Dove potrà arrivare il Sassuolo in questo finale di stagione, magari progettando qualcosa di più importante per l'anno prossimo? "Sono orgoglioso di quello stanno facendo i ragazzi, sono andati oltre ogni più rosea aspettativa. Mancano ancora cinque giornate e il traguardo è stato raggiunto, per noi questo è un qualcosa di molto bello. L'obiettivo è provare a continuare a fare delle partite in un campionato difficile, raccogliere più cose possibili cercando di migliorare".

E' un periodo di voci sul suo futuro. le ascolta? "L'ho detto già l'anno scorso, sono stato molto contento di aver affrontato questa sfida, ho conosciuto una proprietà seria, con valori importanti, insieme abbiamo fatto due cavalcate per me importantissime perché l'anno scorso non era facile ma abbiamo fatto un campionato di Serie B molto molto bello. Quest'anno le difficoltà sono anche aumentate e nonostante tutto abbiamo fatto una bellissima cavalcata. Ora ci godiamo questo presente bellissimo che ci siamo riusciti a ritagliare, poi ci sarà tempo per pensare al futuro".

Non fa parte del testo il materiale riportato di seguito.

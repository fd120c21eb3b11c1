use std::path::{Path, PathBuf};

use anyhow::Result;

use crate::error::PipelineError;

/// Fixed file layout of one pipeline data directory
#[derive(Debug, Clone)]
pub struct DataPaths {
    pub root: PathBuf,
}

impl Default for DataPaths {
    fn default() -> Self {
        Self::new("data")
    }
}

impl DataPaths {
    pub fn new(root: impl Into<PathBuf>) -> Self {
        Self { root: root.into() }
    }

    /// Directory of `<folder>/transcript.md` raw inputs
    pub fn raw_dir(&self) -> PathBuf {
        self.root.join("raw")
    }

    pub fn transcripts(&self) -> PathBuf {
        self.root.join("transcripts.json")
    }

    pub fn segments(&self) -> PathBuf {
        self.root.join("segments.json")
    }

    pub fn stats(&self) -> PathBuf {
        self.root.join("stats.json")
    }

    pub fn frameworks(&self) -> PathBuf {
        self.root.join("frameworks.json")
    }

    pub fn insights(&self) -> PathBuf {
        self.root.join("insights.json")
    }

    pub fn contradictions(&self) -> PathBuf {
        self.root.join("contradictions.json")
    }

    pub fn bundle(&self) -> PathBuf {
        self.root.join("bundle.json")
    }

    /// Fail with `MissingInput` for the first path that does not exist
    pub fn require<P: AsRef<Path>>(stage: &'static str, paths: &[P]) -> Result<()> {
        for path in paths {
            let path = path.as_ref();
            if !path.exists() {
                return Err(PipelineError::MissingInput {
                    stage,
                    path: path.to_path_buf(),
                }
                .into());
            }
        }
        Ok(())
    }
}

#[cfg(test)]
mod tests {
    use super::*;

    #[test]
    fn test_layout() {
        let paths = DataPaths::new("/tmp/corpus");
        assert_eq!(paths.raw_dir(), PathBuf::from("/tmp/corpus/raw"));
        assert_eq!(paths.frameworks(), PathBuf::from("/tmp/corpus/frameworks.json"));
        assert_eq!(DataPaths::default().root, PathBuf::from("data"));
    }

    #[test]
    fn test_require_reports_missing_path() {
        let dir = tempfile::tempdir().unwrap();
        let paths = DataPaths::new(dir.path());

        let err = DataPaths::require("extract", &[&paths.transcripts()]).unwrap_err();
        match err.downcast_ref::<PipelineError>() {
            Some(PipelineError::MissingInput { stage, path }) => {
                assert_eq!(*stage, "extract");
                assert_eq!(path, &paths.transcripts());
            }
            other => panic!("unexpected error: {:?}", other),
        }

        assert!(DataPaths::require("ingest", &[dir.path()]).is_ok());
    }
}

Quanto la lusingano queste voci che la accostato a squadre come la Fiorentina? "Sono stato accostate a squadre molto belle, con una storia importante, quindi sicuramente fa piacere a tutti quando succedono queste cose. Ma ripeto, sono focalizzato sul presente, perché è il presente che poi ti permette di ottenere cose belle nel futuro. Io anche nel presente ho tante cose belle, perché lavoro in una proprietà seria con ragazzi eccezionali. Rimango con i piedi ben saldi al terreno, poi quello che succederà lo vedremo".